The conversation turned to child rearing. My friend has a four-year-old son and remarked that he is tired of letting his son make the decisions. Children want to be told what to do. Ironically, that is true of many women also. They want responsible loving leadership. Men have been emasculated. Masculinity involves taking loving charge of a woman (and children.) 

In our society, there is a pathological emphasis on “relationships.”  We seek to be validated by other people. Paradoxically, this over-dependence on others tends to impede successful relationships. The most important relationship is with yourself. That’s the only approval we need. 

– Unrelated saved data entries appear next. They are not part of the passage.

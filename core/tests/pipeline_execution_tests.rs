// tests/pipeline_execution_tests.rs
mod common;

use catalog_core::{ContextData, Pipeline, PipelineControl, PipelineError, PipelineResult};
use common::*;
use serial_test::serial;

#[tokio::test]
#[serial]
async fn test_pipeline_runs_steps_in_order() {
  setup_tracing();
  let mut pipeline =
    Pipeline::<TestContext, TestError>::new(&[("step1", false), ("step2", false), ("step3", false)]);

  pipeline.on_root("step1", create_simple_handler("step1", " S1")).unwrap();
  pipeline.on_root("step2", create_simple_handler("step2", " S2")).unwrap();
  pipeline.on_root("step3", create_simple_handler("step3", " S3")).unwrap();

  let ctx = ContextData::new(TestContext::default());
  let result = pipeline.run(ctx.clone()).await;

  assert_eq!(result.unwrap(), PipelineResult::Completed);
  let guard = ctx.read();
  assert_eq!(guard.counter, 3);
  assert_eq!(guard.message, " S1 S2 S3");
  assert_eq!(guard.steps_executed, vec!["step1", "step2", "step3"]);
}

#[tokio::test]
#[serial]
async fn test_pipeline_stops_on_pipeline_control_stop() {
  setup_tracing();
  let mut pipeline =
    Pipeline::<TestContext, TestError>::new(&[("stepA", false), ("stopStep", false), ("stepC", false)]);

  pipeline.on_root("stepA", create_simple_handler("stepA", "A")).unwrap();
  pipeline.on_root("stopStep", create_simple_handler("stopStep", "Stop")).unwrap();
  pipeline.on_root("stepC", create_simple_handler("stepC", "C")).unwrap();

  let ctx = ContextData::new(TestContext {
    should_stop_at: Some("stopStep".to_string()),
    ..Default::default()
  });
  let result = pipeline.run(ctx.clone()).await;

  assert_eq!(result.unwrap(), PipelineResult::Stopped);
  let guard = ctx.read();
  assert_eq!(guard.message, "AStop");
  assert_eq!(guard.steps_executed, vec!["stepA", "stopStep"]);
}

#[tokio::test]
#[serial]
async fn test_pipeline_propagates_handler_error() {
  setup_tracing();
  let mut pipeline = Pipeline::<TestContext, TestError>::new(&[
    ("good_step", false),
    ("bad_step", false),
    ("another_step", false),
  ]);

  pipeline.on_root("good_step", create_simple_handler("good_step", "Good")).unwrap();
  pipeline.on_root("bad_step", create_failing_handler("bad_step", "I am a bad step!")).unwrap();
  pipeline.on_root("another_step", create_simple_handler("another_step", "NeverRun")).unwrap();

  let ctx = ContextData::new(TestContext::default());
  let result = pipeline.run(ctx.clone()).await;

  assert_eq!(result.unwrap_err(), TestError::Handler("I am a bad step!".to_string()));
  let guard = ctx.read();
  assert_eq!(guard.counter, 1);
  assert_eq!(guard.steps_executed, vec!["good_step", "bad_step"]);
}

#[tokio::test]
#[serial]
async fn test_multiple_handlers_on_one_step_run_in_registration_order() {
  setup_tracing();
  let mut pipeline = Pipeline::<TestContext, TestError>::new(&[("main_step", false)]);

  pipeline.on_root("main_step", create_simple_handler("first", "1;")).unwrap();
  pipeline.on_root("main_step", create_simple_handler("second", "2;")).unwrap();

  let ctx = ContextData::new(TestContext::default());
  pipeline.run(ctx.clone()).await.unwrap();

  assert_eq!(ctx.read().message, "1;2;");
}

#[tokio::test]
#[serial]
async fn test_context_written_by_one_step_is_seen_by_the_next() {
  setup_tracing();
  let mut pipeline = Pipeline::<TestContext, TestError>::new(&[("write", false), ("read", false)]);

  pipeline
    .on_root("write", |ctx: ContextData<TestContext>| {
      Box::pin(async move {
        ctx.write().counter = 10;
        Ok::<PipelineControl, TestError>(PipelineControl::Continue)
      })
    })
    .unwrap();
  pipeline
    .on_root("read", |ctx: ContextData<TestContext>| {
      Box::pin(async move {
        let mut guard = ctx.write();
        assert_eq!(guard.counter, 10);
        guard.counter += 5;
        Ok::<PipelineControl, PipelineError>(PipelineControl::Continue)
      })
    })
    .unwrap();

  let ctx = ContextData::new(TestContext::default());
  pipeline.run(ctx.clone()).await.unwrap();
  assert_eq!(ctx.read().counter, 15);
}

#[tokio::test]
#[serial]
async fn test_optional_step_missing_handler_succeeds() {
  setup_tracing();
  let pipeline = Pipeline::<TestContext, TestError>::new(&[("optional_step_no_handler", true)]);

  let result = pipeline.run(ContextData::new(TestContext::default())).await;
  assert_eq!(result.unwrap(), PipelineResult::Completed);
}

A woman should not be loved for her sex appeal or beauty. She did nothing to deserve them. They are gifts of nature.  A woman should be loved for her deeds. She should earn a man’s love. 



from April 26, 2014
by Henry Makow PhD.

I wish I understood the following 47 years ago when I was 21.

Men, marry a helpmate, not a soulmate. I have been married to one for 18 years. It works for me. If you can find a “soulmate,” I tip my hat to you.

To those who say helpmates are boring, I say “Hallelujah.” I don’t depend on my marriage for excitement.  However, my wife is not what feminists call “a doormat.” She has a masters degree and a career. She’s smart, honest and has a good sense of humor.

“You contradict everything I say,” I tell her. “Not all the time,” she replies. 


I have brought her breakfast in bed for 18 years, a gesture of my love and appreciation for letting me be the boss.

So, here’s my advice in ten points. 

1. Man is governed by his thoughts. Imagine steak and he salivates. Imagine a beautiful half-naked woman in handcuffs and he gets aroused. Whoever controls his thoughts controls him. Obviously, it’s best if he controls his own thoughts.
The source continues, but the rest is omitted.